[Collected data]
^^^^^^^^
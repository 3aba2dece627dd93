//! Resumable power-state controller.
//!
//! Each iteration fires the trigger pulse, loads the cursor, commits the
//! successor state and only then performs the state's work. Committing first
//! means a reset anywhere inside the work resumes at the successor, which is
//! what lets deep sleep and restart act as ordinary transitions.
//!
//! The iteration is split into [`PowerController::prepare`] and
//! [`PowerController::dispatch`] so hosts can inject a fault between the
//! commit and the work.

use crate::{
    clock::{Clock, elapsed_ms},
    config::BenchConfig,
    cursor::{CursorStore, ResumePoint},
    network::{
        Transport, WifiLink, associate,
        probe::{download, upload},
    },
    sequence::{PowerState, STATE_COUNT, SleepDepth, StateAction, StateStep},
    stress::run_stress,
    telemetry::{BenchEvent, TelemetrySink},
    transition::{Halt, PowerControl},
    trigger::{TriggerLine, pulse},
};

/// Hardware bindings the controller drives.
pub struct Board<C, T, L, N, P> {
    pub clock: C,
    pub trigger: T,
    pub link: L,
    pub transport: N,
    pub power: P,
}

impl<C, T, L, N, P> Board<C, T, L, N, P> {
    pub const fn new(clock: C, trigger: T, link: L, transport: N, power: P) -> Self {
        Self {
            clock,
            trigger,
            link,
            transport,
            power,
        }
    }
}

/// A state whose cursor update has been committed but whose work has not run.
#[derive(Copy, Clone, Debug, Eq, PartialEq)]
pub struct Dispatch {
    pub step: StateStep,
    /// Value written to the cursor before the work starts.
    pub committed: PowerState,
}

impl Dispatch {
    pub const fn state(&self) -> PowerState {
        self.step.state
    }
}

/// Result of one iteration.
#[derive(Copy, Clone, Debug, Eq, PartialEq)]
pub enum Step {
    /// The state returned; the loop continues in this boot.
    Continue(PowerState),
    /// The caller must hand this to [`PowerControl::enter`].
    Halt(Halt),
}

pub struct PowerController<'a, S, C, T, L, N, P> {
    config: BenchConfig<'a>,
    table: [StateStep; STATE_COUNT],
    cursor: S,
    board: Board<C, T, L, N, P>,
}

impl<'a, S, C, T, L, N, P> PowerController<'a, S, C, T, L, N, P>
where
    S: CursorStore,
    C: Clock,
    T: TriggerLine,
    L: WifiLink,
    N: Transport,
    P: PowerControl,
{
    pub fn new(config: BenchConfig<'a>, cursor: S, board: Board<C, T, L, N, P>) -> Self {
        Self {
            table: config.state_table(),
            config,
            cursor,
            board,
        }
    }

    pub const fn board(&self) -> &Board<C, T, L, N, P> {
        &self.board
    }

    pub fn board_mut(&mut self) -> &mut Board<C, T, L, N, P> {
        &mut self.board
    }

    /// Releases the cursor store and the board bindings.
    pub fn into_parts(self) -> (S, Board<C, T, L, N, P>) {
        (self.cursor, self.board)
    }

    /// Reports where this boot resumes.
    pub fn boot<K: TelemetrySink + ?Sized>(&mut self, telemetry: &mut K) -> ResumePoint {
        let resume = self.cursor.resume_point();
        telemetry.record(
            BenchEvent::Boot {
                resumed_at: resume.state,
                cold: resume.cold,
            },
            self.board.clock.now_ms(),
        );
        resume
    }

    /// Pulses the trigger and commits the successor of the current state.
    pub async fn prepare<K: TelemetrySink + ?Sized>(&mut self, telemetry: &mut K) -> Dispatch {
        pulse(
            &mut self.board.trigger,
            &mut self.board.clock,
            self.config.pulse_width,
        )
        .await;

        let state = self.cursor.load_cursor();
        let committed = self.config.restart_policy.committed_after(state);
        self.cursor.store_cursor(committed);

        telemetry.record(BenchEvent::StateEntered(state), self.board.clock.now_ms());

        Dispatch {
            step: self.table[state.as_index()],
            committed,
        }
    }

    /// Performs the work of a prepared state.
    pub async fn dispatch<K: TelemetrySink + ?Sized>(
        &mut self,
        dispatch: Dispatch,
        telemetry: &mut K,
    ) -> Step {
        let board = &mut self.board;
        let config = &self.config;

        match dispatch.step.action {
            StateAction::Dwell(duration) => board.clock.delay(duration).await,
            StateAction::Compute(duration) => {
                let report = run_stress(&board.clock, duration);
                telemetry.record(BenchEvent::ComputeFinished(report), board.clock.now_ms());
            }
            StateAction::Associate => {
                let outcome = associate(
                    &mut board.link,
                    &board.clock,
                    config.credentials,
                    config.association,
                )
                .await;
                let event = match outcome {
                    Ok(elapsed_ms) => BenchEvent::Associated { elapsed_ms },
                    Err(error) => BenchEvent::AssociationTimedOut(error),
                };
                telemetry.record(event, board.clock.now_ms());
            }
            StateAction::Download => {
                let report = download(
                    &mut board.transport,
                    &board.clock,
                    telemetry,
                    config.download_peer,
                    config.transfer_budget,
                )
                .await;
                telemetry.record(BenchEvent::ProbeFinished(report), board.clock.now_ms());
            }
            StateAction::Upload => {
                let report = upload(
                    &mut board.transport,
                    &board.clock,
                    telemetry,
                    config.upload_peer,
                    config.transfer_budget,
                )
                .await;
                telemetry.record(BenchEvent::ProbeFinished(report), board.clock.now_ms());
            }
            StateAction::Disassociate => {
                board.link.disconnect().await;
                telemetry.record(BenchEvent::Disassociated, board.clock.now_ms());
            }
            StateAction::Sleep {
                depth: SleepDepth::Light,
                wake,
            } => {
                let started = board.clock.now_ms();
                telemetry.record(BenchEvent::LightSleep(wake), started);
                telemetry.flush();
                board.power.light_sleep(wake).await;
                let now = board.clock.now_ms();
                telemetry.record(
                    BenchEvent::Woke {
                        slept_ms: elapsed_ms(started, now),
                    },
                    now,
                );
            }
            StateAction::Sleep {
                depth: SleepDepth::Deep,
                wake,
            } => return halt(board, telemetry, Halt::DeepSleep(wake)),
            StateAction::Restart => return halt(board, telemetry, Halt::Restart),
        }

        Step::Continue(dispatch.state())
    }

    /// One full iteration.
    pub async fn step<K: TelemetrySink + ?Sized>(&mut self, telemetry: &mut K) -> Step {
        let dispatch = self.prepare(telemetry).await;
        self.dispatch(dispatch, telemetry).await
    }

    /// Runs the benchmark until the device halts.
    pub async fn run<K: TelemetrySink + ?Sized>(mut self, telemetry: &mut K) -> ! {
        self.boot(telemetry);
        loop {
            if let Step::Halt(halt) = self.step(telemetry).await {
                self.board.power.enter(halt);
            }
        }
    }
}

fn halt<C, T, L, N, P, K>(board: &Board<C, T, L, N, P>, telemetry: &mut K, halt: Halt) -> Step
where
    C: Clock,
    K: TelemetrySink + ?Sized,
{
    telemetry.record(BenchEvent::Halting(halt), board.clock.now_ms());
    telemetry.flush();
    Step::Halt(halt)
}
^^^^^^^^
PROBLEM DETAILS
Stop after the line containing "work. Committing first": print exactly the lines from the start of the entries above up to it, that line included.

ANSWER SPACE
repository 3aba2dece627dd93
//! Resumable power-state controller.
//!
//! Each iteration fires the trigger pulse, loads the cursor, commits the
//! successor state and only then performs the state's work. Committing first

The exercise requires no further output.